------ GIVEN ENTRIES ------

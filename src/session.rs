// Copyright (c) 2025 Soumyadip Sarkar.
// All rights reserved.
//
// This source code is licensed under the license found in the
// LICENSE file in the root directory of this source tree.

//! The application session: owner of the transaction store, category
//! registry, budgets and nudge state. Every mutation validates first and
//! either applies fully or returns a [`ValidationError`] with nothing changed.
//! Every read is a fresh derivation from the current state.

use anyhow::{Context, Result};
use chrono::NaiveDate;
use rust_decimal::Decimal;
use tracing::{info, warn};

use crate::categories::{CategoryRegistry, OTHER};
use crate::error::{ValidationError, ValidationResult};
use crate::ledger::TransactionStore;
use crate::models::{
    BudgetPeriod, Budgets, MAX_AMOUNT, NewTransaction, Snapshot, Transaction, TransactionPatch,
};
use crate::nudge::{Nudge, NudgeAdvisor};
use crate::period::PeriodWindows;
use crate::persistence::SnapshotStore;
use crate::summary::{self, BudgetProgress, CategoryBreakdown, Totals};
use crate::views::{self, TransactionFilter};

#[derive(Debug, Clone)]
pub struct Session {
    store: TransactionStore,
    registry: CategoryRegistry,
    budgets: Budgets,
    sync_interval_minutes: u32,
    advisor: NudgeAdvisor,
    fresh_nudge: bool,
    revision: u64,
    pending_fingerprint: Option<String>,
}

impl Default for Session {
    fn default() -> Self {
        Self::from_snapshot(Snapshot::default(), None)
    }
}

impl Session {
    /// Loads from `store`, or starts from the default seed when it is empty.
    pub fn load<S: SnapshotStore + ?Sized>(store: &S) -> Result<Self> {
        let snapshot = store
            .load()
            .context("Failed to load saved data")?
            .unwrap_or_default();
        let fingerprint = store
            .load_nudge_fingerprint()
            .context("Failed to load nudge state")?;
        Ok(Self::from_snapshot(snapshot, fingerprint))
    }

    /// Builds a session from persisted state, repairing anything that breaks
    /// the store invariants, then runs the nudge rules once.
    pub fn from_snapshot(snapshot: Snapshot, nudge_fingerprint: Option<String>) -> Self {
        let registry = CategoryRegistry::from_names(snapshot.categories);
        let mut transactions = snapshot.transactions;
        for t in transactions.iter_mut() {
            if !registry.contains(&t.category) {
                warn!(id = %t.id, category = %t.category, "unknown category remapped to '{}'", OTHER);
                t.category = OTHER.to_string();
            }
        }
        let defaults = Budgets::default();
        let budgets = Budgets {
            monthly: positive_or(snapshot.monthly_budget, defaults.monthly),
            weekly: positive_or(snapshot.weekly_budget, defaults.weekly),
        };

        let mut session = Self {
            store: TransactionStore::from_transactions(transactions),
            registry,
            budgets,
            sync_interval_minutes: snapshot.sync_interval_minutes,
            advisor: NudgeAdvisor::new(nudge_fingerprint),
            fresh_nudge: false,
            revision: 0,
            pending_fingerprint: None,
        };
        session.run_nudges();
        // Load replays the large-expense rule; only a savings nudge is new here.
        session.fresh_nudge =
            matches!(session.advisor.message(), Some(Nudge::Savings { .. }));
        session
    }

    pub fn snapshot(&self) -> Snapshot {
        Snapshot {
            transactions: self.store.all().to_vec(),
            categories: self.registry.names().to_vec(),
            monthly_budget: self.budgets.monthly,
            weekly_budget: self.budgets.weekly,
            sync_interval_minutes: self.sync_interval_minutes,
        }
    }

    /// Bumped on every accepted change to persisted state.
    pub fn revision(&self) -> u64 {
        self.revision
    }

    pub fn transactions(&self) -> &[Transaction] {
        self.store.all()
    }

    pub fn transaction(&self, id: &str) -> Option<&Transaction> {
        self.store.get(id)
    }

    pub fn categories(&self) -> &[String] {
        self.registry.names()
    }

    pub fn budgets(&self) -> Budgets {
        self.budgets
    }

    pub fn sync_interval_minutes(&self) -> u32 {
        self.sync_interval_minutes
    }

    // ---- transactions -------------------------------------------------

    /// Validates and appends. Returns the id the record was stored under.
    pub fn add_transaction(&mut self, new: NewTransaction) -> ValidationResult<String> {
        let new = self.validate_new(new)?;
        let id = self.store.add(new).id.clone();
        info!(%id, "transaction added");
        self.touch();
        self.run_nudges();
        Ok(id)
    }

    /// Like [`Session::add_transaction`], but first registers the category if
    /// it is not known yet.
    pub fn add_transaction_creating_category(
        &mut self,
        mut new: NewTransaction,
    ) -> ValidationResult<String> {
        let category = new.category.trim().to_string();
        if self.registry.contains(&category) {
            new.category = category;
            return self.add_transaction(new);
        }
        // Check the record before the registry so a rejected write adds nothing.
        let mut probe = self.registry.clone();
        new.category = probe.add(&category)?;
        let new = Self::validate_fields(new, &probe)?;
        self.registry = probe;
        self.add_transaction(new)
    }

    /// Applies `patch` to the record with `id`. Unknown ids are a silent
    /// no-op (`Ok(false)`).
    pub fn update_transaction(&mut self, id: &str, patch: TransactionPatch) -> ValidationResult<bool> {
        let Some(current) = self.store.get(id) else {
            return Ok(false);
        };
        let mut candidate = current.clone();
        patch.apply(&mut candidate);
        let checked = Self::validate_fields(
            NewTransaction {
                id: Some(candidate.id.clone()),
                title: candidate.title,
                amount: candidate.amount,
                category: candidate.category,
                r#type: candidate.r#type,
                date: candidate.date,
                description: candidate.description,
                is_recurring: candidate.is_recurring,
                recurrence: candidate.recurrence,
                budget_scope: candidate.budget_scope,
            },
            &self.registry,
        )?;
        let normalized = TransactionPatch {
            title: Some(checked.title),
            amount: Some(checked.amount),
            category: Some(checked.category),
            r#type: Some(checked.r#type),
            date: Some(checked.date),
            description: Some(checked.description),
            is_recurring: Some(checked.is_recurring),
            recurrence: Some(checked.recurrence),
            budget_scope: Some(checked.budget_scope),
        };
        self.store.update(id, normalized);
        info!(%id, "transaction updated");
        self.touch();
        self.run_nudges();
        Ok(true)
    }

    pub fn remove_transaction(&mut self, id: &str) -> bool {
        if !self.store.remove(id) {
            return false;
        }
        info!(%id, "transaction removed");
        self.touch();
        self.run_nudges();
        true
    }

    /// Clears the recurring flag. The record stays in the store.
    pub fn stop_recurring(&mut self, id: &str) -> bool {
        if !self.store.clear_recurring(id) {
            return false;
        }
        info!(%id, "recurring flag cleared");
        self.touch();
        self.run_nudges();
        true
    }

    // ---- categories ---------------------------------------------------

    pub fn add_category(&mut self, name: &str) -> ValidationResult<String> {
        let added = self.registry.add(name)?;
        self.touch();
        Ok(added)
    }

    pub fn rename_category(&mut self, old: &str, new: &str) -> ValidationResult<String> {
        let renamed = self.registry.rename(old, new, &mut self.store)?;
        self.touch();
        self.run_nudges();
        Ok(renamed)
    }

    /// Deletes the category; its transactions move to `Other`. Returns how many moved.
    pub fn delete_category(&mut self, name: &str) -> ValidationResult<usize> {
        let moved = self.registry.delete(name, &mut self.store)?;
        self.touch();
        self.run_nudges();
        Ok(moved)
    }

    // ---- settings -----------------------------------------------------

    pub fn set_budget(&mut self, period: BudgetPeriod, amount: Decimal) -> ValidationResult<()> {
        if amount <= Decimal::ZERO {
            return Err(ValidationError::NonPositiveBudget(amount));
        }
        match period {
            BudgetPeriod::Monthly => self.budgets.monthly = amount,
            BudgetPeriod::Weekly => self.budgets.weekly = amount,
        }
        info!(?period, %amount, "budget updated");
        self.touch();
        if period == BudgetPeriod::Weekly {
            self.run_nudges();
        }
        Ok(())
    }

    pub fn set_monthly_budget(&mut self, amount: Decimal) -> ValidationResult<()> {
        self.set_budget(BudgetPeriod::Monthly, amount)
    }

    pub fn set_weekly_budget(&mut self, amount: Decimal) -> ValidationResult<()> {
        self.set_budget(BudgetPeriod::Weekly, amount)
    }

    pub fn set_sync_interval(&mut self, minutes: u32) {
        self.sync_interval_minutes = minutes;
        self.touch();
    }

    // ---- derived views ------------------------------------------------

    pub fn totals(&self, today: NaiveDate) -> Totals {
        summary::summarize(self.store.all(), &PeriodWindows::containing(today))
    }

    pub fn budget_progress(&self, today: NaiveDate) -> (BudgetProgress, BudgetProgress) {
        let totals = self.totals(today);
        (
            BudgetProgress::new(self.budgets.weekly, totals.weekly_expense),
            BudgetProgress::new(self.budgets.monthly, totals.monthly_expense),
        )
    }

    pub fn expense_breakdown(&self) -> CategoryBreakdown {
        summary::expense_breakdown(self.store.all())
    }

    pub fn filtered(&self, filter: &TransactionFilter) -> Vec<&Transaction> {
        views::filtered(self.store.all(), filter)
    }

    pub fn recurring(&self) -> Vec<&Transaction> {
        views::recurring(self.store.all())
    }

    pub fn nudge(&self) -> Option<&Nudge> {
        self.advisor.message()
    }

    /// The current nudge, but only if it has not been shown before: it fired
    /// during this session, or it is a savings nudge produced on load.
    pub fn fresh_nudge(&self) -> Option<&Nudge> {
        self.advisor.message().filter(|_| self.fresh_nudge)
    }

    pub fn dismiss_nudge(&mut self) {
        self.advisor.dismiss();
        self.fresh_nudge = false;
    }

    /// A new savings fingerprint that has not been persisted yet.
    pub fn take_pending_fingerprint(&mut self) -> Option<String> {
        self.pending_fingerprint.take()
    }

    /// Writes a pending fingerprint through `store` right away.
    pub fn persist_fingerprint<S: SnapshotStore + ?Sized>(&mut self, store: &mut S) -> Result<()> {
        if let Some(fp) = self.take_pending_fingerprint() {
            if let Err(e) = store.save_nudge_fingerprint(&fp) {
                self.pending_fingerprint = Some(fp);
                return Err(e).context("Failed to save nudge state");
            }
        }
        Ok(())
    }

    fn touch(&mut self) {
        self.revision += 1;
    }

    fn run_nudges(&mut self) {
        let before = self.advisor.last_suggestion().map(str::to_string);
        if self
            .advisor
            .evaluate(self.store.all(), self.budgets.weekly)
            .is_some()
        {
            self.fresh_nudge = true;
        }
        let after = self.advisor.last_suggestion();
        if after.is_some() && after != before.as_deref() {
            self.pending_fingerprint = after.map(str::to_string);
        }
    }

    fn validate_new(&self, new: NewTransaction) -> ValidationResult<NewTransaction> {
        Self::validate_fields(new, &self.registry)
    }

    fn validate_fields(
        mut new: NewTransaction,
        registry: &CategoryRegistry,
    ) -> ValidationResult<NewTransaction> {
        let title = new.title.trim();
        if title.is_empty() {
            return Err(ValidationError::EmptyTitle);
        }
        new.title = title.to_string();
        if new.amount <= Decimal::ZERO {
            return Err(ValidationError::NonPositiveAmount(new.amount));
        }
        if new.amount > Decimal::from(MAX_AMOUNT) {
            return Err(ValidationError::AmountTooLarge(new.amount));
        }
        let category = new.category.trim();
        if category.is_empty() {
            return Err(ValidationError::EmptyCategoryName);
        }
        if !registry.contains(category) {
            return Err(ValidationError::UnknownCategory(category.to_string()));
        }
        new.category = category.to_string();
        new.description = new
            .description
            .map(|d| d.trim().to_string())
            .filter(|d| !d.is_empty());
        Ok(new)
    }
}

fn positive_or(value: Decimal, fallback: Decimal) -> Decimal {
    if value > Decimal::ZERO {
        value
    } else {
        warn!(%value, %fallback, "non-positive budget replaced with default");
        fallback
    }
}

------

**BRIEF**:
The answer must be a single number: how many lines of the records contain the string "only".

**SOLVED EXERCISE**:
2